**Assignment**
Wherever a line in the data below holds "expansion", copy that line.

[Records to process Boundary: Start]

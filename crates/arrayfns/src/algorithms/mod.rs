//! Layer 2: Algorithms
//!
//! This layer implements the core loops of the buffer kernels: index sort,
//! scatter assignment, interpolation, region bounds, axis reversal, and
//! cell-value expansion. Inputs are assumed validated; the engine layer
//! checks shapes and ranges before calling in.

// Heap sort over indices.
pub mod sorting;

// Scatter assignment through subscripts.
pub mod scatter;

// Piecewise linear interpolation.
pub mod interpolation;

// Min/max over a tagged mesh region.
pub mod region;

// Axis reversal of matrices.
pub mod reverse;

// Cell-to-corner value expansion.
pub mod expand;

[Records to process Boundary: End]
[Records to process Boundary: Start]

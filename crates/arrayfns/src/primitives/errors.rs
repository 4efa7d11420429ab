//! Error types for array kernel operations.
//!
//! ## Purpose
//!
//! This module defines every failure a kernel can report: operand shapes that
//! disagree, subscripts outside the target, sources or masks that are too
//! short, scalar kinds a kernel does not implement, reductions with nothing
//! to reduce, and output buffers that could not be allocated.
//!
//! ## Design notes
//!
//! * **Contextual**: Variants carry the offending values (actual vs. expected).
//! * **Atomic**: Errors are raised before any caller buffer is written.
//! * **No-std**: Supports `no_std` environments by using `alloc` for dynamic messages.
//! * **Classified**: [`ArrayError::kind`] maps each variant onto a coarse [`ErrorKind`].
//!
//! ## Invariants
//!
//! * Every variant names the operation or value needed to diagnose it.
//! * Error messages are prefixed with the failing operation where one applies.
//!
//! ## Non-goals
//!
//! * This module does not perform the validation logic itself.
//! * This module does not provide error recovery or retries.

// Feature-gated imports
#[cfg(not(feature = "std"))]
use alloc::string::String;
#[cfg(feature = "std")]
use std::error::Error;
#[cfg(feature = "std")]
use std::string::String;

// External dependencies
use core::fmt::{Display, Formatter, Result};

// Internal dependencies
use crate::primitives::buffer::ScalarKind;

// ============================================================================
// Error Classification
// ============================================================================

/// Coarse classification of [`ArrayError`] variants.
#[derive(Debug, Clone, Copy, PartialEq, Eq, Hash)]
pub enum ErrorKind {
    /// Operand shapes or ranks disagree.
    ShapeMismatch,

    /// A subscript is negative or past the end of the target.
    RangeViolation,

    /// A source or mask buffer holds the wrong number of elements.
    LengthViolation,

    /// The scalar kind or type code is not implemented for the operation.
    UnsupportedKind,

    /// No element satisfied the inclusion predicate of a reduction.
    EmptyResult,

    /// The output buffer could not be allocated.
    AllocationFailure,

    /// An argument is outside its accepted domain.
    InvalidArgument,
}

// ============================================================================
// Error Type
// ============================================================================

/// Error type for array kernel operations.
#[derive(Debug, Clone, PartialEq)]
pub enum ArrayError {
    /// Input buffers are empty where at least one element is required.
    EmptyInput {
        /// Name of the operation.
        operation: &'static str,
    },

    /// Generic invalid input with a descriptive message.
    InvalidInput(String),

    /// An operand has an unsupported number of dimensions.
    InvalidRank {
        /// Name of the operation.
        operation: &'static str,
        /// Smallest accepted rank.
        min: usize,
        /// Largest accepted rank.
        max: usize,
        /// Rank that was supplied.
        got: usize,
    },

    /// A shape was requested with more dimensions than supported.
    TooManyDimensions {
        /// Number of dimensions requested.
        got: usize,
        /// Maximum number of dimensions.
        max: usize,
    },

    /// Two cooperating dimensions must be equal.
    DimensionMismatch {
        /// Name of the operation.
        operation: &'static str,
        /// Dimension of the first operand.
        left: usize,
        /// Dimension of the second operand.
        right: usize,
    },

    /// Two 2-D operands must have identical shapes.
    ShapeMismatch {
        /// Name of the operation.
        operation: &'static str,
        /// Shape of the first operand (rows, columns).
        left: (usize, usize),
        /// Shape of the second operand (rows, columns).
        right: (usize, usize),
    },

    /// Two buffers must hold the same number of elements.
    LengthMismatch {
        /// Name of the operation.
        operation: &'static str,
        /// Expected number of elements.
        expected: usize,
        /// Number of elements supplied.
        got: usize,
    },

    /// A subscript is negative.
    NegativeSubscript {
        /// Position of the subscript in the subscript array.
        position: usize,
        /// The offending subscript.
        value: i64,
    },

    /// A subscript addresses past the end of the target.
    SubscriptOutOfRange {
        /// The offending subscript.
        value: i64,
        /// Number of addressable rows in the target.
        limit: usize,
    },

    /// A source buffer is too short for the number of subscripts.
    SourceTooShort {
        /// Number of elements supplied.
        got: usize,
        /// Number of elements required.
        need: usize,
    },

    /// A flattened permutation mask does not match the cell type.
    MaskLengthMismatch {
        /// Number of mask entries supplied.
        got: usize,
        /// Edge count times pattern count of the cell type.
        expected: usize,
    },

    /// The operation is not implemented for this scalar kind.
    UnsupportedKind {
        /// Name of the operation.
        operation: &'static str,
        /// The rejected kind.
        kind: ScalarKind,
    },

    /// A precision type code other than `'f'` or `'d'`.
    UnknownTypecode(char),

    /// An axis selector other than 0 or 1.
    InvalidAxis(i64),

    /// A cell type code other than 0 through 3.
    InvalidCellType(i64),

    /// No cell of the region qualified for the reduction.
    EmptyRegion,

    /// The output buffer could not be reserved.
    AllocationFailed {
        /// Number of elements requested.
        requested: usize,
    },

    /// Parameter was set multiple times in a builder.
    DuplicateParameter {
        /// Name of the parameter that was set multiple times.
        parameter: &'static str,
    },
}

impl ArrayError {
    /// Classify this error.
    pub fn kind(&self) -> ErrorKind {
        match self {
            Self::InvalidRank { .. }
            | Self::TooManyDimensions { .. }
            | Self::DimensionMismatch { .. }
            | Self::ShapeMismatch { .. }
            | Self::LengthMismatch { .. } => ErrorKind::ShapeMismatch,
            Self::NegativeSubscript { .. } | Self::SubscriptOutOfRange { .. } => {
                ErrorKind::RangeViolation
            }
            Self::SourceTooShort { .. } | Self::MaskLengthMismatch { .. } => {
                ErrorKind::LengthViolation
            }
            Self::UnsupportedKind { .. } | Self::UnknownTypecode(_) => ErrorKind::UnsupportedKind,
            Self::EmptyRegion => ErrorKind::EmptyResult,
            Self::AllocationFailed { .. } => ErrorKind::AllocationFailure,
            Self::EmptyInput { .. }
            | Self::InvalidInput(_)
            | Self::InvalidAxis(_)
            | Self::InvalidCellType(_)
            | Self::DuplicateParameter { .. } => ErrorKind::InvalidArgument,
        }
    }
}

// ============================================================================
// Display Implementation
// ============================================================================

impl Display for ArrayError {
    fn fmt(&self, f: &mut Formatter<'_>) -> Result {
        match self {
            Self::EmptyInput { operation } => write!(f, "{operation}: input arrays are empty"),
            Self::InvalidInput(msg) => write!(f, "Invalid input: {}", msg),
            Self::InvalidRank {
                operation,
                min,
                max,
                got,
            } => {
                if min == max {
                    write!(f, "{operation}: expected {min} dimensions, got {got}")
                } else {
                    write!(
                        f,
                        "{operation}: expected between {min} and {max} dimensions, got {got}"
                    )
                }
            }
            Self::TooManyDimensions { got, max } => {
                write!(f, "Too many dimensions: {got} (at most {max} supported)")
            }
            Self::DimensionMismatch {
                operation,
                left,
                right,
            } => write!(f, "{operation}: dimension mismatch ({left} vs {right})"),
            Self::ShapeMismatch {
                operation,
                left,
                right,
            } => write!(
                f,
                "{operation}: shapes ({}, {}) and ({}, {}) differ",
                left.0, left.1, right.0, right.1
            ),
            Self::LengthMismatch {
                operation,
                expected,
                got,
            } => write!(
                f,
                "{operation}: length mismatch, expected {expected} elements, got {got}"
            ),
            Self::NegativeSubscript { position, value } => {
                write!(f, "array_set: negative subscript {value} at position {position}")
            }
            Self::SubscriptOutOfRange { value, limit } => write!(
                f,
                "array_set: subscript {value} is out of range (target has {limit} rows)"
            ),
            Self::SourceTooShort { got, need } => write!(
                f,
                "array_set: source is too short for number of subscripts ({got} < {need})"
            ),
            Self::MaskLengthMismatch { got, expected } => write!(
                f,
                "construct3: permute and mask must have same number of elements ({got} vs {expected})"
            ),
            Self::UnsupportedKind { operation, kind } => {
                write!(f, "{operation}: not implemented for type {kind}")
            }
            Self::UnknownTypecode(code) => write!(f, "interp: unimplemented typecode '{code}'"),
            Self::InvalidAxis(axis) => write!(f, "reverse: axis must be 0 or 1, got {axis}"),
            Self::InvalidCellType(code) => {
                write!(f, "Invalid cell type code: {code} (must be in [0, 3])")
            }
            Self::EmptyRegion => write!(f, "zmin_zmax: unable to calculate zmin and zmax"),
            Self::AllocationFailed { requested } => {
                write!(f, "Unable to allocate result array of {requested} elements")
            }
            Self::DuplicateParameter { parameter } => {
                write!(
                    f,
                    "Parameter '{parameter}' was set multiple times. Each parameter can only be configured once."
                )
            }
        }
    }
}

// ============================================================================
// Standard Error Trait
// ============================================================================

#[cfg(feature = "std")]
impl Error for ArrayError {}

[Records to process Boundary: End]
[Records to process Boundary: Start]

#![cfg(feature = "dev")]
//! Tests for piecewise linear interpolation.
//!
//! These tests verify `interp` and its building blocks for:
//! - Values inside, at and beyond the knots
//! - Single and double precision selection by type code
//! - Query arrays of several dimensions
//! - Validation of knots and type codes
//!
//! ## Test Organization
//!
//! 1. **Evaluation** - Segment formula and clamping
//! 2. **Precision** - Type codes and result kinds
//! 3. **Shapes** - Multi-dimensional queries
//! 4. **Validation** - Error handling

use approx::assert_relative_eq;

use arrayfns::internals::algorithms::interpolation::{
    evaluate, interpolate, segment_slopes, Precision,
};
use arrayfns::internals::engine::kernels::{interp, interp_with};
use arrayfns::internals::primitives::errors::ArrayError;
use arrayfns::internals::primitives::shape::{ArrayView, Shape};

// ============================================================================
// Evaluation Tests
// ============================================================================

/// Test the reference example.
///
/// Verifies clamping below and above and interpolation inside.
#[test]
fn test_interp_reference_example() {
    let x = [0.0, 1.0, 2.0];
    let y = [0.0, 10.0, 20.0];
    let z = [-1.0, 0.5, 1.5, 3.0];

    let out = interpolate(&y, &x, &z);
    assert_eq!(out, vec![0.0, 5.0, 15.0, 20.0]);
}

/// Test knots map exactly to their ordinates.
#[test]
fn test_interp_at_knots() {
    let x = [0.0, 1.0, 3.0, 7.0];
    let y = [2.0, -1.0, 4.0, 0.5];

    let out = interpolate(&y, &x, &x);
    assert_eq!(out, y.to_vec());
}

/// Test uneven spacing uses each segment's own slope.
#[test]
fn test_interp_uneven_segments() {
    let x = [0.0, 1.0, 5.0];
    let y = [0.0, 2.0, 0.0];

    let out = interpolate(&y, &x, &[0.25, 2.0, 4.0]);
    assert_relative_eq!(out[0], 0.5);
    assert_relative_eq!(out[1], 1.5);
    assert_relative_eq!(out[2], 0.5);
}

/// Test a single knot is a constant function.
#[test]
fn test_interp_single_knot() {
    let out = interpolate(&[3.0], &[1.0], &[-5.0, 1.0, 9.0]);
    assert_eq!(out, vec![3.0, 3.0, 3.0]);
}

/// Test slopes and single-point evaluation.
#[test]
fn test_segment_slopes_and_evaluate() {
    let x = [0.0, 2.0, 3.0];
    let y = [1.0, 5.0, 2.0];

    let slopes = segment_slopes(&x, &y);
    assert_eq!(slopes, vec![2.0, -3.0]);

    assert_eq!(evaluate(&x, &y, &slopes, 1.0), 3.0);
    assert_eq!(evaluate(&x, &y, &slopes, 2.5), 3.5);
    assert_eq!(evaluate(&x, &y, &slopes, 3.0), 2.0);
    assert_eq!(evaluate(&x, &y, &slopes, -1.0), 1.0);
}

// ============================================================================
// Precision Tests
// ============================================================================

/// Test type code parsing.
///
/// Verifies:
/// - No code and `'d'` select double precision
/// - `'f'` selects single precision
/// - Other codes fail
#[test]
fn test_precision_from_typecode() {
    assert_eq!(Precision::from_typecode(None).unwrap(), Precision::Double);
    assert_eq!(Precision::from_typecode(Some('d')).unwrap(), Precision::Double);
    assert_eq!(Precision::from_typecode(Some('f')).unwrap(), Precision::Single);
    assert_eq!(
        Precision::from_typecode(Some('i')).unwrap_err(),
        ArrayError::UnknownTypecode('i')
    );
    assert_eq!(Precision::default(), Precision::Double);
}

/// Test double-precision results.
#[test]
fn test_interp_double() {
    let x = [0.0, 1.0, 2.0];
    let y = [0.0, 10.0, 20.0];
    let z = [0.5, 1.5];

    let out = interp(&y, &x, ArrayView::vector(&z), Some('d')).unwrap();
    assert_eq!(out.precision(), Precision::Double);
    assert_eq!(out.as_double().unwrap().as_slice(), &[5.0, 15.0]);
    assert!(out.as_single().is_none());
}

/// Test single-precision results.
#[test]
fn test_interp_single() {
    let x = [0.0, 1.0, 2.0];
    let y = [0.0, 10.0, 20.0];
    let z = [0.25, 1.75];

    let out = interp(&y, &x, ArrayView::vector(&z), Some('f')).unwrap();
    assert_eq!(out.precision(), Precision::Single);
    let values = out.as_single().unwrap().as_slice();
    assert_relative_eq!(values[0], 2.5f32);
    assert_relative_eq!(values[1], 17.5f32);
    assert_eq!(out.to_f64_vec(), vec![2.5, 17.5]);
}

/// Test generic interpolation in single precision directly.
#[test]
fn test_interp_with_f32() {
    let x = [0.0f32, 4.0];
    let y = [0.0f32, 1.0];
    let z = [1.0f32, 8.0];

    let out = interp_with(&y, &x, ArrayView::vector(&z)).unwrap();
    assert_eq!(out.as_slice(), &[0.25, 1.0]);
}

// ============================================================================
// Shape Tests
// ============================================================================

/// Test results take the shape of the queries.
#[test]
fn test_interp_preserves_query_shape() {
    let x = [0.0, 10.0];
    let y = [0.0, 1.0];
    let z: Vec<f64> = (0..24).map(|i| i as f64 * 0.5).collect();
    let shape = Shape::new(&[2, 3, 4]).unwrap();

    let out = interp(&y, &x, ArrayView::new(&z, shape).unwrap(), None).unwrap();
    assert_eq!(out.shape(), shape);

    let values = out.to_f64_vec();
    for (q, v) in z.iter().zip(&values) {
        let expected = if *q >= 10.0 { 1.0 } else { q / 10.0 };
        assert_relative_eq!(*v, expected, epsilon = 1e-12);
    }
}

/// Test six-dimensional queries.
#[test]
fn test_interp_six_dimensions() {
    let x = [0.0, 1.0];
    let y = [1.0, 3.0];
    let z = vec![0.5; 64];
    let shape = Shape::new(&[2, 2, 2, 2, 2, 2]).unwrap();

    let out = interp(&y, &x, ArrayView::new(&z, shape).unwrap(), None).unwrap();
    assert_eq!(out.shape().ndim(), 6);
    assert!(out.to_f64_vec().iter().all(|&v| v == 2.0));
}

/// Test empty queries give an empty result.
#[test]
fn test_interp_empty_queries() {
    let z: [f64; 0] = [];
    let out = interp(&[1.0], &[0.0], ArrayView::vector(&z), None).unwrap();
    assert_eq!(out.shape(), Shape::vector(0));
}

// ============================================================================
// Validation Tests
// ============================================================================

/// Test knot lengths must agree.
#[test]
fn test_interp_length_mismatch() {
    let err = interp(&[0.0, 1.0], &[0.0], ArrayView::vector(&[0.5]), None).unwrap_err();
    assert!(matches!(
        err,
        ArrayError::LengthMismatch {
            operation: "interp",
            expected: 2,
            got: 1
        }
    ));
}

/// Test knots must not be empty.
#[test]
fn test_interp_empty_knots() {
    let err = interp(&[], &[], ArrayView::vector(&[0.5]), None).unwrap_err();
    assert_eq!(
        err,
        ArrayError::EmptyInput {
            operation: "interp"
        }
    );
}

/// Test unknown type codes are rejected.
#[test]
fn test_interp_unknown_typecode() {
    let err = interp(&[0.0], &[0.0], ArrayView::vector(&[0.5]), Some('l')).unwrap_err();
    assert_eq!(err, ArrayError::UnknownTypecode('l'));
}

[Records to process Boundary: End]

**Output below**
//! cell-value expansion. Inputs are assumed validated; the engine layer
// Cell-to-corner value expansion.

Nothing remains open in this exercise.